Entre quienes logran romper las cadenas y zafarse de sus captores, son también contadas las que cruzan territorio hostil acunando a sus retoños. «Sólo hay dos casos. En ambos, las víctimas decidieron entregar los bebés a las autoridades. Los menores ya han sido adoptados», informa el funcionario.
La mayoría opta por dejar atrás a unos hijos que les recuerdan el calvario que ansían sepultar. Como Nihad, una yazidí de 15 años, que rememora con amargura la visita a un hospital del Irak atenazado por los yihadistas. «Me traumatizaba la idea de estar embarazada. Fui a una clínica de Tel Afar (a unos 70 kilómetros al noroeste de Mosul) y confirmaron mi sospecha», cuenta la joven. Su desgraciado periplo por el califato también comenzó el 3 de agosto de 2014 y tuvo tantas paradas y vicisitudes como el de Hamsa. «Nos reunieron a 600 o 700 mujeres en una casa de Mosul. Cada día el emir [gobernador local] elegía a una de las chicas, que era violada por unos 20 hombres. A mí me compró un combatiente de 25 años. Se llamaba Abu Abdelrahman. Me violó y luego me llevó a vivir con su familia. Su madre me enseñó a leer el Corán. El muchacho murió durante una refriega en Siria y pasé a ser propiedad de otro hombre», evoca Nihad.
«Su nombre -continúa- era Abu Faras. Era un joven que tenía broncas continuas con sus padres. Me violó y poco después me enteré de que estaba embarazada. Ni siquiera me dejaron ponerle al bebé un nombre yazidí.

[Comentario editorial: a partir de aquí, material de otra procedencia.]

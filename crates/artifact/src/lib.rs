//! Versioned remote-artifact cache and symbol loader
//!
//! Worker processes pull declarative artifacts (schemas, thresholds, model
//! weights) from a versioned object store, keep a stamped local copy, and
//! memoize the symbols they load out of them for the life of the process.

pub mod cache;
pub mod config;
pub mod errors;
pub mod loader;
pub mod local;
pub mod paths;
pub mod store;
pub mod symbols;

pub use cache::{ArtifactCache, ArtifactRef, Materialized};
pub use config::CacheConfig;
pub use errors::{ArtifactError, Result};
pub use loader::{JsonSymbolLoader, SymbolLoader, TypedSymbolLoader};
pub use local::{CacheEntry, LocalCacheDirectory, VersionStamp};
pub use store::{FsVersionedStore, MemoryStore, RemoteStore, open_store};
#[cfg(feature = "http")]
pub use store::HttpStore;
pub use symbols::{RevalidationPolicy, SymbolCache, SymbolKey};
use artifact::{
    ArtifactCache, ArtifactRef, FsVersionedStore, LocalCacheDirectory, RemoteStore, SymbolCache,
    TypedSymbolLoader,
};
use base64::Engine;
use base64::engine::general_purpose::STANDARD;
use image::{ImageFormat, Rgb, RgbImage};
use inference::{
    CropRegion, ImagesEventHandler, InferenceBackend, InferenceOutput, RunSummary, WorkerConfig,
    WorkerService,
    sink::{DocumentStore, FileDocumentStore, MemoryPublisher},
};
use ndarray::{Array, IxDyn};
use serde_json::{Value, json};
use std::io::Cursor;
use std::sync::Arc;
use tempfile::{TempDir, tempdir};

const SCHEMA_KEY: &str = "schemas/img_process_models.json";

/// Detects one object in the top-left quarter of every crop
struct QuarterBackend;

impl InferenceBackend for QuarterBackend {
    fn infer(&mut self, _images: &Array<f32, IxDyn>) -> anyhow::Result<InferenceOutput> {
        Ok(InferenceOutput {
            logits: Array::from_shape_vec(IxDyn(&[1, 2, 3]), vec![7.0, 0.0, 0.0, 0.0, 0.0, 9.0])?,
            boxes: Array::from_shape_vec(
                IxDyn(&[1, 2, 4]),
                vec![0.25, 0.25, 0.5, 0.5, 0.5, 0.5, 1.0, 1.0],
            )?,
        })
    }
}

struct Deployment {
    dir: TempDir,
    artifacts: FsVersionedStore,
    images: Arc<FsVersionedStore>,
    publisher: Arc<MemoryPublisher>,
}

impl Deployment {
    fn new() -> Self {
        let dir = tempdir().unwrap();
        let artifacts = FsVersionedStore::open(dir.path().join("artifacts")).unwrap();
        let images = Arc::new(FsVersionedStore::open(dir.path().join("images")).unwrap());
        Self {
            dir,
            artifacts,
            images,
            publisher: Arc::new(MemoryPublisher::new()),
        }
    }

    fn publish_schema(&self, fields: Value) -> String {
        let document = json!({ "Imgdata": fields });
        self.artifacts
            .publish(SCHEMA_KEY, &serde_json::to_vec(&document).unwrap())
            .unwrap()
    }

    fn documents(&self) -> FileDocumentStore {
        FileDocumentStore::open(self.dir.path().join("documents")).unwrap()
    }

    fn worker(
        &self,
        frame_schema: ArtifactRef,
    ) -> WorkerService<QuarterBackend, FsVersionedStore, Arc<FsVersionedStore>> {
        let mut config = WorkerConfig::from_env().unwrap();
        config.crop = CropRegion {
            x: 8,
            y: 4,
            width: 16,
            height: 8,
        };
        config.device_filter = Some("cam2".to_string());
        config.frame_schema = frame_schema;

        let local = LocalCacheDirectory::open(self.dir.path().join("cache")).unwrap();
        let store = FsVersionedStore::open(self.artifacts.root()).unwrap();
        let schemas = Arc::new(SymbolCache::new(
            ArtifactCache::new(store, local),
            TypedSymbolLoader::new(),
        ));

        WorkerService::new(
            &config,
            QuarterBackend,
            schemas,
            ImagesEventHandler::new("images", self.images.clone()),
            Box::new(self.documents()),
            Box::new(self.publisher.clone()),
        )
    }
}

fn base_fields() -> Value {
    json!({
        "device_id": "str",
        "name": "str",
        "timestamp": "float",
        "width": "int",
        "height": "int",
        "img": "str"
    })
}

fn frame_event(device_id: &str, name: &str) -> String {
    let image = RgbImage::from_pixel(32, 16, Rgb([40, 200, 40]));
    let mut png = Vec::new();
    image
        .write_to(&mut Cursor::new(&mut png), ImageFormat::Png)
        .unwrap();

    json!({
        "collection": "frames",
        "operation_type": "insert",
        "document_key": {"_id": name},
        "full_document": {
            "device_id": device_id,
            "name": name,
            "timestamp": 1700000000.0,
            "width": "32",
            "height": "16",
            "img": STANDARD.encode(png),
        }
    })
    .to_string()
}

/// Frames flow from change events to a stored result and a published message
#[test]
fn test_frames_become_results_and_messages() {
    let deployment = Deployment::new();
    deployment.publish_schema(base_fields());
    let mut worker = deployment.worker(ArtifactRef::latest(SCHEMA_KEY));

    let input = [
        frame_event("cam2", "frame-a"),
        frame_event("cam1", "frame-b"),
        frame_event("cam2", "frame-c"),
    ]
    .join("\n");

    let summary = worker.run(input.as_bytes()).unwrap();
    assert_eq!(
        summary,
        RunSummary {
            handled: 3,
            ignored: 0,
            failed: 0
        }
    );

    let documents = deployment.documents();
    let stored = documents.get("img_process", "frame-a").unwrap().unwrap();
    // Query 0 only: (0..0.5, 0..0.5) of a 16x8 crop at (8, 4)
    let obj_box = &stored["result"]["obj_box"];
    assert_eq!(obj_box["dec_0_x1"], 8);
    assert_eq!(obj_box["dec_0_y1"], 4);
    assert_eq!(obj_box["dec_0_x2"], 16);
    assert_eq!(obj_box["dec_0_y2"], 8);
    assert!(obj_box.get("dec_1_x1").is_none(), "\"No object\" query must be dropped");

    assert!(documents.get("img_process", "frame-b").unwrap().is_none());

    let messages = deployment.publisher.messages();
    let names: Vec<_> = messages.iter().map(|m| m["name"].clone()).collect();
    assert_eq!(names, vec![json!("frame-a"), json!("frame-c")]);
    assert_eq!(messages[0]["event_datetime_str"], "2023-11-14T22:13:20Z");
    assert_eq!(messages[0]["dec_0_cx"], 12);
}

/// A pinned schema keeps serving after the latest version changes shape
#[test]
fn test_pinned_schema_survives_new_versions() {
    let deployment = Deployment::new();
    let v1 = deployment.publish_schema(base_fields());

    let mut stricter = base_fields();
    stricter["exposure_ms"] = json!("float");
    deployment.publish_schema(stricter);

    let mut pinned = deployment.worker(ArtifactRef::pinned(SCHEMA_KEY, v1));
    let summary = pinned.run(frame_event("cam2", "frame-a").as_bytes()).unwrap();
    assert_eq!(summary.failed, 0);

    let mut latest = deployment.worker(ArtifactRef::latest(SCHEMA_KEY));
    let summary = latest.run(frame_event("cam2", "frame-b").as_bytes()).unwrap();
    assert_eq!(summary.failed, 1, "Latest schema requires exposure_ms");
}

/// Deleting an image document deletes the stored image, once
#[test]
fn test_image_deletes_reach_the_image_store() {
    let deployment = Deployment::new();
    deployment.publish_schema(base_fields());
    deployment
        .images
        .publish("2023/11/14/frame-a.jpg", b"jpeg")
        .unwrap();
    let mut worker = deployment.worker(ArtifactRef::latest(SCHEMA_KEY));

    let delete = json!({
        "collection": "images",
        "operation_type": "delete",
        "before_doc": {"img_path": "2023/11/14/frame-a.jpg"},
    })
    .to_string();
    let input = [delete.clone(), delete].join("\n");

    let summary = worker.run(input.as_bytes()).unwrap();

    assert_eq!(summary.handled, 2);
    assert_eq!(summary.failed, 0);
    assert!(deployment.images.head("2023/11/14/frame-a.jpg").is_err());
}

/// A missing schema fails frames without stopping the stream
#[test]
fn test_missing_schema_fails_frames_only() {
    let deployment = Deployment::new();
    let mut worker = deployment.worker(ArtifactRef::latest(SCHEMA_KEY));

    let input = [
        frame_event("cam2", "frame-a"),
        json!({"collection": "images", "operation_type": "insert"}).to_string(),
    ]
    .join("\n");

    let summary = worker.run(input.as_bytes()).unwrap();

    assert_eq!(
        summary,
        RunSummary {
            handled: 1,
            ignored: 0,
            failed: 1
        }
    );
    assert!(deployment.publisher.messages().is_empty());
}
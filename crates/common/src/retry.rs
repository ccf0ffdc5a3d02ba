use std::time::{Duration, Instant};

/// Configuration for retry behavior with exponential backoff
#[derive(Debug, Clone)]
pub struct RetryPolicy {
    /// Maximum number of attempts, including the first one
    pub max_attempts: u32,
    /// Initial delay between retries (doubles each attempt)
    pub base_delay: Duration,
    /// Maximum delay cap (backoff won't exceed this)
    pub max_delay: Duration,
}

impl Default for RetryPolicy {
    fn default() -> Self {
        Self {
            max_attempts: 3,
            base_delay: Duration::from_millis(200),
            max_delay: Duration::from_secs(5),
        }
    }
}

impl RetryPolicy {
    /// A policy that runs the operation exactly once.
    pub fn none() -> Self {
        Self {
            max_attempts: 1,
            ..Self::default()
        }
    }

    /// Calculate delay for a given attempt using exponential backoff
    pub fn delay_for_attempt(&self, attempt: u32) -> Duration {
        self.base_delay
            .saturating_mul(2u32.saturating_pow(attempt))
            .min(self.max_delay)
    }
}

/// Retry a function with exponential backoff
///
/// Only errors for which `is_retryable` returns true are retried. When a
/// `deadline` is given, no sleep is started that would end past it; the last
/// error is returned instead.
///
/// # Arguments
/// * `f` - The function to retry
/// * `policy` - Attempt count and backoff shape
/// * `deadline` - Optional point in time after which no retry is attempted
/// * `operation_name` - Human-readable name for logging
/// * `is_retryable` - Classifies errors as transient
pub fn retry_with_backoff<F, T, E, P>(
    mut f: F,
    policy: &RetryPolicy,
    deadline: Option<Instant>,
    operation_name: &str,
    is_retryable: P,
) -> Result<T, E>
where
    F: FnMut() -> Result<T, E>,
    E: std::fmt::Display,
    P: Fn(&E) -> bool,
{
    let max_attempts = policy.max_attempts.max(1);
    let mut attempt = 0;

    loop {
        let e = match f() {
            Ok(result) => return Ok(result),
            Err(e) => e,
        };

        if !is_retryable(&e) {
            return Err(e);
        }

        if attempt + 1 >= max_attempts {
            tracing::error!(
                "{} failed after {} attempts: {}",
                operation_name,
                max_attempts,
                e
            );
            return Err(e);
        }

        let delay = policy.delay_for_attempt(attempt);
        if let Some(deadline) = deadline
            && Instant::now() + delay > deadline
        {
            tracing::warn!(
                "{} failed (attempt {}/{}): {}. Deadline leaves no room to retry",
                operation_name,
                attempt + 1,
                max_attempts,
                e
            );
            return Err(e);
        }

        tracing::warn!(
            "{} failed (attempt {}/{}): {}. Retrying in {}ms...",
            operation_name,
            attempt + 1,
            max_attempts,
            e,
            delay.as_millis()
        );
        std::thread::sleep(delay);
        attempt += 1;
    }
}

#[cfg(test)]
mod tests {
    use super::*;
    use std::cell::Cell;

    fn fast_policy(max_attempts: u32) -> RetryPolicy {
        RetryPolicy {
            max_attempts,
            base_delay: Duration::from_millis(1),
            max_delay: Duration::from_millis(2),
        }
    }

    #[test]
    fn test_default_policy() {
        let policy = RetryPolicy::default();
        assert_eq!(policy.max_attempts, 3);
        assert_eq!(policy.base_delay, Duration::from_millis(200));
        assert_eq!(policy.max_delay, Duration::from_secs(5));
    }

    #[test]
    fn test_exponential_backoff_calculation() {
        let policy = RetryPolicy {
            max_attempts: 5,
            base_delay: Duration::from_micros(50),
            max_delay: Duration::from_micros(500),
        };

        assert_eq!(policy.delay_for_attempt(0), Duration::from_micros(50));
        assert_eq!(policy.delay_for_attempt(1), Duration::from_micros(100));
        assert_eq!(policy.delay_for_attempt(2), Duration::from_micros(200));
        assert_eq!(policy.delay_for_attempt(3), Duration::from_micros(400));
        // Capped at 500µs
        assert_eq!(policy.delay_for_attempt(4), Duration::from_micros(500));
        assert_eq!(policy.delay_for_attempt(40), Duration::from_micros(500));
    }

    #[test]
    fn test_succeeds_after_transient_failures() {
        let calls = Cell::new(0);
        let result: Result<&str, String> = retry_with_backoff(
            || {
                calls.set(calls.get() + 1);
                if calls.get() < 3 {
                    Err("flaky".to_string())
                } else {
                    Ok("done")
                }
            },
            &fast_policy(5),
            None,
            "flaky op",
            |_| true,
        );

        assert_eq!(result.unwrap(), "done");
        assert_eq!(calls.get(), 3);
    }

    #[test]
    fn test_non_retryable_error_returns_immediately() {
        let calls = Cell::new(0);
        let result: Result<(), String> = retry_with_backoff(
            || {
                calls.set(calls.get() + 1);
                Err("permanent".to_string())
            },
            &fast_policy(5),
            None,
            "permanent op",
            |e| e != "permanent",
        );

        assert!(result.is_err());
        assert_eq!(calls.get(), 1, "Non-retryable errors must not be retried");
    }

    #[test]
    fn test_gives_up_after_max_attempts() {
        let calls = Cell::new(0);
        let result: Result<(), String> = retry_with_backoff(
            || {
                calls.set(calls.get() + 1);
                Err("down".to_string())
            },
            &fast_policy(4),
            None,
            "down op",
            |_| true,
        );

        assert_eq!(result.unwrap_err(), "down");
        assert_eq!(calls.get(), 4);
    }

    #[test]
    fn test_expired_deadline_stops_retrying() {
        let calls = Cell::new(0);
        let policy = RetryPolicy {
            max_attempts: 10,
            base_delay: Duration::from_secs(1),
            max_delay: Duration::from_secs(1),
        };
        let result: Result<(), String> = retry_with_backoff(
            || {
                calls.set(calls.get() + 1);
                Err("slow".to_string())
            },
            &policy,
            Some(Instant::now() + Duration::from_millis(10)),
            "slow op",
            |_| true,
        );

        assert!(result.is_err());
        assert_eq!(calls.get(), 1, "A 1s backoff cannot fit a 10ms deadline");
    }

    #[test]
    fn test_none_policy_runs_once() {
        assert_eq!(RetryPolicy::none().max_attempts, 1);
    }
}
use crate::cache::{ArtifactCache, ArtifactRef, Materialized, check_deadline};
use crate::errors::Result;
use crate::loader::SymbolLoader;
use crate::store::RemoteStore;
use std::collections::HashMap;
use std::hash::Hash;
use std::path::PathBuf;
use std::sync::{Arc, Mutex, MutexGuard, PoisonError, TryLockError};
use std::time::{Duration, Instant};

/// Identifies one loaded symbol within a process.
#[derive(Debug, Clone, PartialEq, Eq, Hash)]
pub struct SymbolKey {
    pub path: String,
    pub symbol: String,
}

impl SymbolKey {
    pub fn new(path: impl Into<String>, symbol: impl Into<String>) -> Self {
        Self {
            path: path.into(),
            symbol: symbol.into(),
        }
    }
}

/// When a memoized symbol or synced artifact is checked against the store again.
#[derive(Debug, Clone, Copy, PartialEq, Eq, Default)]
pub enum RevalidationPolicy {
    /// Once anything has been loaded from an artifact, neither it nor any
    /// other symbol of that artifact is checked for freshness again.
    #[default]
    NoRevalidateAfterFirstLoad,
    /// Entries older than the interval are treated as misses.
    Every(Duration),
}

impl RevalidationPolicy {
    fn is_fresh(&self, since: Instant) -> bool {
        match self {
            Self::NoRevalidateAfterFirstLoad => true,
            Self::Every(interval) => since.elapsed() < *interval,
        }
    }
}

struct Stamped<T> {
    value: T,
    at: Instant,
}

/// One memo cell. Its mutex is held for the whole load, so concurrent misses
/// on the same key wait for the first loader instead of fetching again.
type Slot<T> = Arc<Mutex<Option<Stamped<T>>>>;

/// Process-wide, append-only table of symbols loaded from remote artifacts.
///
/// Construct one per process and hand it to consumers; it is `Sync` and meant
/// to be shared behind an `Arc`.
pub struct SymbolCache<S, L: SymbolLoader> {
    artifacts: ArtifactCache<S>,
    loader: L,
    policy: RevalidationPolicy,
    symbols: Mutex<HashMap<SymbolKey, Slot<Arc<L::Symbol>>>>,
    synced: Mutex<HashMap<ArtifactRef, Slot<PathBuf>>>,
}

impl<S: RemoteStore, L: SymbolLoader> SymbolCache<S, L> {
    pub fn new(artifacts: ArtifactCache<S>, loader: L) -> Self {
        Self {
            artifacts,
            loader,
            policy: RevalidationPolicy::default(),
            symbols: Mutex::new(HashMap::new()),
            synced: Mutex::new(HashMap::new()),
        }
    }

    pub fn with_revalidation(mut self, policy: RevalidationPolicy) -> Self {
        self.policy = policy;
        self
    }

    pub fn artifacts(&self) -> &ArtifactCache<S> {
        &self.artifacts
    }

    /// Number of symbols currently memoized. Keys with a load in flight are
    /// not counted.
    pub fn len(&self) -> usize {
        let slots: Vec<_> = lock(&self.symbols).values().cloned().collect();
        slots
            .iter()
            .filter(|slot| match slot.try_lock() {
                Ok(loaded) => loaded.is_some(),
                Err(TryLockError::Poisoned(poisoned)) => poisoned.into_inner().is_some(),
                Err(TryLockError::WouldBlock) => false,
            })
            .count()
    }

    pub fn is_empty(&self) -> bool {
        self.len() == 0
    }

    /// The symbol `symbol` defined in `artifact`.
    ///
    /// Memoized under `(path, symbol)`: a hit returns immediately without
    /// asking the store anything. On a miss the artifact is synced (unless
    /// another symbol of it was already loaded in this process) and the
    /// symbol resolved from the local file.
    pub fn get(&self, artifact: &ArtifactRef, symbol: &str) -> Result<Arc<L::Symbol>> {
        self.get_until(artifact, symbol, None)
    }

    /// [`Self::get`] bounded by `timeout` for the sync and resolve steps.
    ///
    /// Time spent waiting on another caller's in-flight load of the same key
    /// is not bounded.
    pub fn get_within(
        &self,
        artifact: &ArtifactRef,
        symbol: &str,
        timeout: Duration,
    ) -> Result<Arc<L::Symbol>> {
        self.get_until(artifact, symbol, Some(Instant::now() + timeout))
    }

    /// Force a sync of `artifact` without resolving anything from it, for
    /// artifacts consumed by path (model weights and the like).
    pub fn prefetch(&self, artifact: &ArtifactRef) -> Result<PathBuf> {
        let slot = slot_for(&self.synced, artifact.clone());
        let mut synced = lock(&slot);

        let Materialized { local_path, .. } = self.artifacts.ensure_current(artifact)?;
        *synced = Some(Stamped {
            value: local_path.clone(),
            at: Instant::now(),
        });
        Ok(local_path)
    }

    fn get_until(
        &self,
        artifact: &ArtifactRef,
        symbol: &str,
        deadline: Option<Instant>,
    ) -> Result<Arc<L::Symbol>> {
        let key = SymbolKey::new(artifact.path(), symbol);
        let slot = slot_for(&self.symbols, key);
        let mut loaded = lock(&slot);

        if let Some(hit) = loaded.as_ref()
            && self.policy.is_fresh(hit.at)
        {
            return Ok(hit.value.clone());
        }

        let value = Arc::new(self.resolve_synced(artifact, symbol, deadline)?);

        tracing::debug!(artifact = %artifact, symbol, "Symbol loaded");

        *loaded = Some(Stamped {
            value: value.clone(),
            at: Instant::now(),
        });
        Ok(value)
    }

    /// Resolve `symbol` from the local copy of `artifact`, syncing it first
    /// unless a symbol was already resolved from it (within the revalidation
    /// policy).
    ///
    /// A copy only counts as synced once something resolved from it, so a
    /// failed resolve makes the next miss ask the store again.
    fn resolve_synced(
        &self,
        artifact: &ArtifactRef,
        symbol: &str,
        deadline: Option<Instant>,
    ) -> Result<L::Symbol> {
        let slot = slot_for(&self.synced, artifact.clone());
        let mut synced = lock(&slot);

        let reusable = synced
            .as_ref()
            .filter(|previous| self.policy.is_fresh(previous.at))
            .map(|previous| previous.value.clone());
        let just_synced = reusable.is_none();

        let local_path = match reusable {
            Some(path) => path,
            None => {
                self.artifacts
                    .ensure_current_until(artifact, deadline)?
                    .local_path
            }
        };

        check_deadline(deadline, artifact)?;
        match self.loader.resolve(&local_path, symbol) {
            Ok(value) => {
                if just_synced {
                    *synced = Some(Stamped {
                        value: local_path,
                        at: Instant::now(),
                    });
                }
                Ok(value)
            }
            Err(e) => {
                *synced = None;
                Err(e)
            }
        }
    }
}

fn lock<T>(mutex: &Mutex<T>) -> MutexGuard<'_, T> {
    mutex.lock().unwrap_or_else(PoisonError::into_inner)
}

fn slot_for<K: Eq + Hash, T>(table: &Mutex<HashMap<K, Slot<T>>>, key: K) -> Slot<T> {
    lock(table).entry(key).or_default().clone()
}

#[cfg(test)]
mod tests {
    use super::*;
    use crate::errors::ArtifactError;
    use crate::loader::JsonSymbolLoader;
    use crate::local::LocalCacheDirectory;
    use crate::store::MemoryStore;
    use tempfile::{TempDir, tempdir};

    type TestCache = SymbolCache<Arc<MemoryStore>, JsonSymbolLoader>;

    fn setup() -> (TempDir, Arc<MemoryStore>, TestCache) {
        let dir = tempdir().unwrap();
        let store = Arc::new(MemoryStore::new());
        let local = LocalCacheDirectory::open(dir.path()).unwrap();
        let cache = SymbolCache::new(ArtifactCache::new(store.clone(), local), JsonSymbolLoader);
        (dir, store, cache)
    }

    #[test]
    fn test_hit_returns_same_instance_without_store_calls() {
        let (_dir, store, cache) = setup();
        store.put("schemas/frame.json", br#"{"Imgdata": {"x": 1}}"#.to_vec());
        let artifact = ArtifactRef::latest("schemas/frame.json");

        let first = cache.get(&artifact, "Imgdata").unwrap();
        store.reset_counters();
        let second = cache.get(&artifact, "Imgdata").unwrap();

        assert!(Arc::ptr_eq(&first, &second));
        assert_eq!(store.head_calls(), 0);
        assert_eq!(store.fetch_calls(), 0);
        assert_eq!(cache.len(), 1);
    }

    #[test]
    fn test_failed_load_is_not_memoized() {
        let (_dir, store, cache) = setup();
        let artifact = ArtifactRef::latest("schemas/frame.json");

        assert!(matches!(
            cache.get(&artifact, "Imgdata"),
            Err(ArtifactError::ArtifactNotFound { .. })
        ));
        assert!(cache.is_empty());

        store.put("schemas/frame.json", br#"{"Imgdata": 1}"#.to_vec());
        assert_eq!(*cache.get(&artifact, "Imgdata").unwrap(), 1);
    }

    #[test]
    fn test_resolution_error_propagates_unchanged() {
        let (_dir, store, cache) = setup();
        store.put("schemas/frame.json", br#"{"Imgdata": 1}"#.to_vec());

        let err = cache
            .get(&ArtifactRef::latest("schemas/frame.json"), "Missing")
            .unwrap_err();
        assert!(matches!(err, ArtifactError::SymbolResolution { .. }));
    }

    #[test]
    fn test_failed_resolve_resyncs_on_next_miss() {
        let (_dir, store, cache) = setup();
        let artifact = ArtifactRef::latest("config/thresholds.json");

        store.put("config/thresholds.json", br#"{"ball": 0.7}"#.to_vec());
        assert!(matches!(
            cache.get(&artifact, "player"),
            Err(ArtifactError::SymbolResolution { .. })
        ));

        store.put(
            "config/thresholds.json",
            br#"{"ball": 0.7, "player": 0.5}"#.to_vec(),
        );
        store.reset_counters();

        assert_eq!(*cache.get(&artifact, "player").unwrap(), 0.5);
        assert_eq!(store.head_calls(), 1);
        assert_eq!(store.fetch_calls(), 1);
    }

    #[test]
    fn test_second_symbol_reuses_synced_artifact() {
        let (_dir, store, cache) = setup();
        let artifact = ArtifactRef::latest("config/thresholds.json");
        store.put(
            "config/thresholds.json",
            br#"{"ball": 0.7, "player": 0.5}"#.to_vec(),
        );

        cache.get(&artifact, "ball").unwrap();
        store.reset_counters();
        assert_eq!(*cache.get(&artifact, "player").unwrap(), 0.5);

        assert_eq!(store.head_calls(), 0);
        assert_eq!(cache.len(), 2);
    }

    #[test]
    fn test_periodic_revalidation_picks_up_new_versions() {
        let (_dir, store, cache) = setup();
        let cache = cache.with_revalidation(RevalidationPolicy::Every(Duration::ZERO));
        let artifact = ArtifactRef::latest("config/thresholds.json");

        store.put("config/thresholds.json", br#"{"ball": 0.7}"#.to_vec());
        assert_eq!(*cache.get(&artifact, "ball").unwrap(), 0.7);

        store.put("config/thresholds.json", br#"{"ball": 0.8}"#.to_vec());
        assert_eq!(*cache.get(&artifact, "ball").unwrap(), 0.8);
    }

    #[test]
    fn test_prefetch_always_syncs() {
        let (_dir, store, cache) = setup();
        store.put("models/detr.onnx", b"weights-1".to_vec());
        let artifact = ArtifactRef::latest("models/detr.onnx");

        let path = cache.prefetch(&artifact).unwrap();
        assert_eq!(std::fs::read(&path).unwrap(), b"weights-1");

        store.put("models/detr.onnx", b"weights-2".to_vec());
        let path = cache.prefetch(&artifact).unwrap();
        assert_eq!(std::fs::read(&path).unwrap(), b"weights-2");
        assert_eq!(store.head_calls(), 2);
    }
}
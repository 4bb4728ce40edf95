use pinmap_core::{AppError, Config, Coordinate};
use pinmap_geocode::GeocodeClient;
use pinmap_viewer::{ClickListener, TracingSurface, ViewerApp};
use tokio::io::AsyncBufReadExt;
use tokio::sync::mpsc;

#[tokio::main]
async fn main() {
    if let Err(e) = run().await {
        tracing::error!("fatal: {}", e);
        eprintln!("{}", e.user_message());
        std::process::exit(1);
    }
}

async fn run() -> Result<(), AppError> {
    // Initialize core
    pinmap_core::init()?;

    let (config, _validation) = Config::load_validated()?;
    let geocoder =
        GeocodeClient::from_config(&config.geocoder).map_err(|e| AppError::Service(e.to_string()))?;

    let (clicks_tx, clicks_rx) = mpsc::unbounded_channel();
    let listener = ClickListener::channeled(clicks_tx);

    // Stand-in for the embedding widget: one click per stdin line,
    // "<lat> <lon>" or "<lat>,<lon>". EOF closes the viewer.
    tokio::spawn(async move {
        let mut lines = tokio::io::BufReader::new(tokio::io::stdin()).lines();
        while let Ok(Some(line)) = lines.next_line().await {
            match parse_click(&line) {
                Some(position) => listener.notify(position),
                None => tracing::warn!("ignoring input line: {:?}", line.trim()),
            }
        }
        // The listener drops here, closing the click channel.
    });

    let mut app = ViewerApp::new(&config, geocoder, TracingSurface, clicks_rx);
    app.run().await;

    Ok(())
}

fn parse_click(line: &str) -> Option<Coordinate> {
    let mut parts = line
        .split(|c: char| c == ',' || c.is_whitespace())
        .filter(|part| !part.is_empty());

    let lat = parts.next()?.parse().ok()?;
    let lon = parts.next()?.parse().ok()?;
    if parts.next().is_some() {
        return None;
    }

    Some(Coordinate::new(lat, lon))
}

#[cfg(test)]
mod tests {
    use super::*;

    #[test]
    fn parses_space_and_comma_separated_pairs() {
        assert_eq!(parse_click("35.6586 139.7454"), Some(Coordinate::new(35.6586, 139.7454)));
        assert_eq!(parse_click("35.6586,139.7454"), Some(Coordinate::new(35.6586, 139.7454)));
        assert_eq!(parse_click("  -12.5 ,  7.25 "), Some(Coordinate::new(-12.5, 7.25)));
    }

    #[test]
    fn rejects_garbage_lines() {
        assert_eq!(parse_click(""), None);
        assert_eq!(parse_click("one two"), None);
        assert_eq!(parse_click("1.0"), None);
        assert_eq!(parse_click("1.0 2.0 3.0"), None);
    }
}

Lo llamaron Eissa [Jesús, en árabe]». La quinceañera aguantó entre los muros de aquella casa tres meses más. «Un vecino me ayudó a contactar con mi familia, que arregló el rescate. Me cité con el intermediario en un mercado y me llevó hasta un pueblo cerca de Tel Afar. Esperé unos días escondida y, después, caminé en mitad de la noche hasta el primer puesto de control de los ‘peshmerga’ (soldados kurdos)», detalla Nihad, que cruzó a tientas las trincheras sin equipaje ni descendencia. «No era mi hijo. Cuando di a luz, le dije a Abu Faras que se lo quedara. Durante el embarazo me martirizaba pensando que estaba engendrando a un monstruo. Prefería morir a tener un terrorista en mi vientre».
«El mayor desafío es curar las secuelas psicológicas y evitar la depresión y el suicidio», recalca Taib, que litiga con la escasez presupuestaria y las estadísticas de quienes aún faltan por llegar. «Hasta 2.500 personas deberían regresar. Cada vez será más difícil», barrunta.
La memoria de Hamsa confirma un drama que no ha restañado: «Durante los meses de cautiverio, siempre pensaba: o consigo escapar de aquí o me suicido». En busca de una rápida rehabilitación, el anciano Baba Sheij -líder espiritual de los yazidíes- suele repetir a su parroquia que «las supervivientes siguen siendo yazidíes puras» que merecen retomar sus vidas y rehacer sus lazos.»Cuando llegan por primera vez y comparten sus historias, sólo hay dolor y tristeza. Luego, se dan cuentan de que no están solas y recuperan cierta alegría por vivir. Con los progresos en su salud mental, también mejora su estado físico», confiesa Alham, empleada de una ONG local dedicada a proporcionar amparo a las retornadas.
En los últimos meses, cientos de supervivientes han viajado a Alemania para recibir tratamiento psicológico, lejos del runrún de la guerra. Como muestra de su voluntad de vencer a la tragedia, una decena de víctimas del IS celebró hace un mes un concurrido enlace nupcial en el santuario de Lalish. «Mi sueño es lograr que todas las yazidíes que aún siguen secuestradas vuelvan a casa y evitar que un genocidio como el que hemos padecido vuelva a ocurrir. Sólo cuando se cumpla, pensaré en formar una familia», musita Nihad.